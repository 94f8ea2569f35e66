//! INI-style `[section]` splitting shared by the DNF and pacman parsers

use once_cell::sync::Lazy;
use regex::Regex;

static SECTION_HEADER: Lazy<Regex> = Lazy::new(|| {
    Regex::new(r"(?m)^[ \t]*\[([^\]\r\n]+)\][ \t]*\r?$").expect("section header pattern is valid")
});

static KEY_PREFIX: Lazy<Regex> = Lazy::new(|| {
    Regex::new(r"^\s*[A-Za-z_][A-Za-z0-9_.-]*\s*=").expect("key prefix pattern is valid")
});

/// A named block of `key = value` lines
#[derive(Debug, Clone, PartialEq)]
pub struct Section {
    pub name: String,
    pub body: String,
}

/// Split `text` on section headers
///
/// Text before the first header belongs to no section and is dropped, which
/// is how both DNF and pacman treat it.
pub fn split_sections(text: &str) -> Vec<Section> {
    let headers: Vec<(usize, usize, String)> = SECTION_HEADER
        .captures_iter(text)
        .filter_map(|cap| {
            let whole = cap.get(0)?;
            let name = cap.get(1)?.as_str().trim().to_string();
            Some((whole.start(), whole.end(), name))
        })
        .filter(|(_, _, name)| !name.is_empty())
        .collect();

    headers
        .iter()
        .enumerate()
        .map(|(idx, (_, body_start, name))| {
            let body_end = headers.get(idx + 1).map(|(start, _, _)| *start).unwrap_or(text.len());
            Section {
                name: name.clone(),
                body: text[*body_start..body_end].to_string(),
            }
        })
        .collect()
}

impl Section {
    /// First value for `key` (case-insensitive), with indented continuation
    /// lines folded in. Empty values count as absent.
    pub fn value(&self, key: &str) -> Option<String> {
        self.values(key).into_iter().next()
    }

    /// Every value for `key`, in order
    pub fn values(&self, key: &str) -> Vec<String> {
        let mut out = Vec::new();
        let mut current: Option<String> = None;

        for line in self.body.lines() {
            let is_continuation = line.starts_with([' ', '\t'])
                && !line.trim().is_empty()
                && !KEY_PREFIX.is_match(line)
                && !is_comment(line.trim());

            if is_continuation {
                if let Some(value) = current.as_mut() {
                    value.push(' ');
                    value.push_str(line.trim());
                }
                continue;
            }

            if let Some(value) = current.take() {
                out.push(value);
            }

            let trimmed = line.trim();
            if trimmed.is_empty() || is_comment(trimmed) {
                continue;
            }
            if let Some((k, v)) = trimmed.split_once('=') {
                if k.trim().eq_ignore_ascii_case(key) {
                    current = Some(v.trim().to_string());
                }
            }
        }
        if let Some(value) = current.take() {
            out.push(value);
        }

        out.retain(|v| !v.is_empty());
        out
    }
}

fn is_comment(trimmed: &str) -> bool {
    trimmed.starts_with('#') || trimmed.starts_with(';')
}

#[cfg(test)]
mod tests {
    use super::*;

    #[test]
    fn test_split_ignores_preamble_and_keeps_order() {
        let text = "# preamble\nfoo=bar\n[first]\na=1\n\n[ second ]\nb=2\n";
        let sections = split_sections(text);

        assert_eq!(sections.len(), 2);
        assert_eq!(sections[0].name, "first");
        assert_eq!(sections[0].value("a").as_deref(), Some("1"));
        assert_eq!(sections[1].name, "second");
        assert_eq!(sections[1].value("a"), None);
    }

    #[test]
    fn test_key_match_is_case_insensitive_and_skips_comments() {
        let sections = split_sections("[repo]\n#enabled=0\nEnabled = 1\n");
        assert_eq!(sections[0].value("enabled").as_deref(), Some("1"));
    }

    #[test]
    fn test_continuation_lines_fold_into_value() {
        let sections = split_sections(
            "[repo]\nbaseurl=http://a.example/\n        http://b.example/\ngpgcheck=1\n",
        );
        assert_eq!(
            sections[0].value("baseurl").as_deref(),
            Some("http://a.example/ http://b.example/")
        );
    }

    #[test]
    fn test_continuation_with_query_string_folds_into_value() {
        let sections = split_sections(
            "[repo]\nbaseurl=https://a.example/\n        http://b.example/?arch=x86_64\n  gpgcheck = 0\n",
        );
        assert_eq!(
            sections[0].value("baseurl").as_deref(),
            Some("https://a.example/ http://b.example/?arch=x86_64")
        );
        assert_eq!(sections[0].value("gpgcheck").as_deref(), Some("0"));
    }

    #[test]
    fn test_multiple_values() {
        let sections = split_sections("[core]\nServer = http://one/\nServer = http://two/\n");
        assert_eq!(sections[0].values("server"), vec!["http://one/", "http://two/"]);
    }

    #[test]
    fn test_truncated_header_does_not_open_section() {
        let sections = split_sections("[ok]\nx=1\n[broken\ny=2\n");
        assert_eq!(sections.len(), 1);
        assert_eq!(sections[0].value("y").as_deref(), Some("2"));
    }
}
//! Repository collection across managers on fixture root filesystems

mod common;

use anyhow::Result;
use common::Rootfs;
use dtrust_core::repos::collect_repos;
use dtrust_core::{DiagnosticKind, Diagnostics, Manager};
use pretty_assertions::assert_eq;
use std::path::PathBuf;

#[test]
fn test_all_managers_in_stable_order() -> Result<()> {
    let root = Rootfs::new()?;
    root.write(
        "/etc/yum.repos.d/b.repo",
        "[updates]\nbaseurl=https://mirror.example/updates\n",
    )?;
    root.write(
        "/etc/yum.repos.d/a.repo",
        "[base]\nname=Base\nbaseurl=http://mirror.example/base\ngpgcheck=0\n\n[extras]\nenabled=false\nmirrorlist=https://mirror.example/extras\n",
    )?;
    root.write(
        "/etc/apt/sources.list",
        "# main archive\ndeb http://deb.example/debian bookworm main contrib\n",
    )?;
    root.write(
        "/etc/pacman.conf",
        "[options]\nSigLevel = Required DatabaseOptional\n\n[core]\nServer = https://arch.example/core\n",
    )?;

    let mut diags = Diagnostics::new();
    let repos = collect_repos(root.path(), &mut diags);

    let summary: Vec<(Manager, &str)> = repos.iter().map(|r| (r.manager, r.name.as_str())).collect();
    assert_eq!(
        summary,
        vec![
            (Manager::Dnf, "base"),
            (Manager::Dnf, "extras"),
            (Manager::Dnf, "updates"),
            (Manager::Apt, "bookworm"),
            (Manager::Pacman, "core"),
        ]
    );

    let base = &repos[0];
    assert!(base.enabled);
    assert!(!base.gpgcheck);
    assert_eq!(base.source.as_deref(), Some("http://mirror.example/base"));
    assert_eq!(base.extra.display_name.as_deref(), Some("Base"));

    let extras = &repos[1];
    assert!(!extras.enabled);
    assert!(extras.gpgcheck && extras.gpgcheck_assumed);
    assert_eq!(extras.source.as_deref(), Some("https://mirror.example/extras"));

    let apt = &repos[3];
    assert_eq!(apt.extra.components, vec!["main", "contrib"]);
    assert!(apt.gpgcheck);

    Ok(())
}

#[test]
fn test_collection_is_repeatable() -> Result<()> {
    let root = Rootfs::new()?;
    root.write("/etc/yum.repos.d/x.repo", "[one]\n[two]\n[three]\n")?;
    root.write(
        "/etc/apt/sources.list.d/extra.list",
        "deb [trusted=yes] http://local/repo ./\ndeb-src https://deb.example/debian bookworm main\n",
    )?;

    let first = collect_repos(root.path(), &mut Diagnostics::new());
    let second = collect_repos(root.path(), &mut Diagnostics::new());
    assert_eq!(first, second);
    assert_eq!(first.len(), 5);

    let trusted = &first[3];
    assert_eq!(trusted.name, "./");
    assert!(!trusted.gpgcheck);
    assert_eq!(first[4].name, "bookworm-src");
    Ok(())
}

#[test]
fn test_deb822_sources_with_signed_by() -> Result<()> {
    let root = Rootfs::new()?;
    root.write(
        "/etc/apt/sources.list.d/debian.sources",
        "Types: deb deb-src\nURIs: https://deb.example/debian\nSuites: bookworm bookworm-updates\nComponents: main\nSigned-By: /usr/share/keyrings/debian-archive-keyring.gpg\n",
    )?;

    let repos = collect_repos(root.path(), &mut Diagnostics::new());
    let names: Vec<&str> = repos.iter().map(|r| r.name.as_str()).collect();
    assert_eq!(
        names,
        vec!["bookworm", "bookworm-updates", "bookworm-src", "bookworm-updates-src"]
    );
    assert!(repos.iter().all(|r| r.gpgkey_files
        == vec![PathBuf::from("/usr/share/keyrings/debian-archive-keyring.gpg")]));
    Ok(())
}

#[test]
fn test_pacman_include_resolved_inside_rootfs() -> Result<()> {
    let root = Rootfs::new()?;
    root.write(
        "/etc/pacman.conf",
        "[options]\nSigLevel = Never\n\n[extra]\nInclude = /etc/pacman.d/mirrorlist\n",
    )?;
    root.write(
        "/etc/pacman.d/mirrorlist",
        "#Server = https://disabled.example/$repo\nServer = http://mirror.example/$repo/os/$arch\n",
    )?;

    let repos = collect_repos(root.path(), &mut Diagnostics::new());
    assert_eq!(repos.len(), 1);
    let extra = &repos[0];
    assert!(!extra.gpgcheck);
    assert_eq!(extra.source.as_deref(), Some("http://mirror.example/$repo/os/$arch"));
    assert_eq!(extra.extra.include_servers.len(), 2);
    assert_eq!(extra.extra.includes, vec![root.host("/etc/pacman.d/mirrorlist")]);
    Ok(())
}

#[test]
fn test_pacman_reads_mirrorlist_without_include() -> Result<()> {
    let root = Rootfs::new()?;
    root.write("/etc/pacman.conf", "[options]\nSigLevel = Required\n\n[extra]\n")?;
    root.write(
        "/etc/pacman.d/mirrorlist",
        "## Worldwide\nServer = http://mirror.example/$repo/os/$arch\n",
    )?;

    let mut diags = Diagnostics::new();
    let repos = collect_repos(root.path(), &mut diags);
    assert_eq!(repos.len(), 1);

    let extra = &repos[0];
    assert_eq!(extra.source.as_deref(), Some("http://mirror.example/$repo/os/$arch"));
    assert!(extra.uses_plaintext_transport());
    assert_eq!(
        extra.extra.default_mirrorlist,
        Some(root.host("/etc/pacman.d/mirrorlist"))
    );
    assert_eq!(diags.count(DiagnosticKind::Malformed), 0);
    Ok(())
}

#[test]
fn test_empty_rootfs_yields_nothing_but_diagnostics() -> Result<()> {
    let root = Rootfs::new()?;
    let mut diags = Diagnostics::new();
    let repos = collect_repos(root.path(), &mut diags);

    assert!(repos.is_empty());
    assert!(diags.count(DiagnosticKind::Missing) >= 3);
    assert_eq!(diags.count(DiagnosticKind::Malformed), 0);
    Ok(())
}

#[test]
fn test_malformed_apt_line_skipped_alone() -> Result<()> {
    let root = Rootfs::new()?;
    root.write(
        "/etc/apt/sources.list",
        "deb\nthis is not a source line\ndeb https://deb.example/debian trixie main\n",
    )?;

    let mut diags = Diagnostics::new();
    let repos = collect_repos(root.path(), &mut diags);
    assert_eq!(repos.len(), 1);
    assert_eq!(repos[0].name, "trixie");
    assert_eq!(diags.count(DiagnosticKind::Malformed), 2);
    Ok(())
}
------------------------------------
→ Task brief
Find the lines above that hold "current", then copy each of them.

→ Result
        let mut current: Option<String> = None;
                if let Some(value) = current.as_mut() {
            if let Some(value) = current.take() {
                    current = Some(v.trim().to_string());
        if let Some(value) = current.take() {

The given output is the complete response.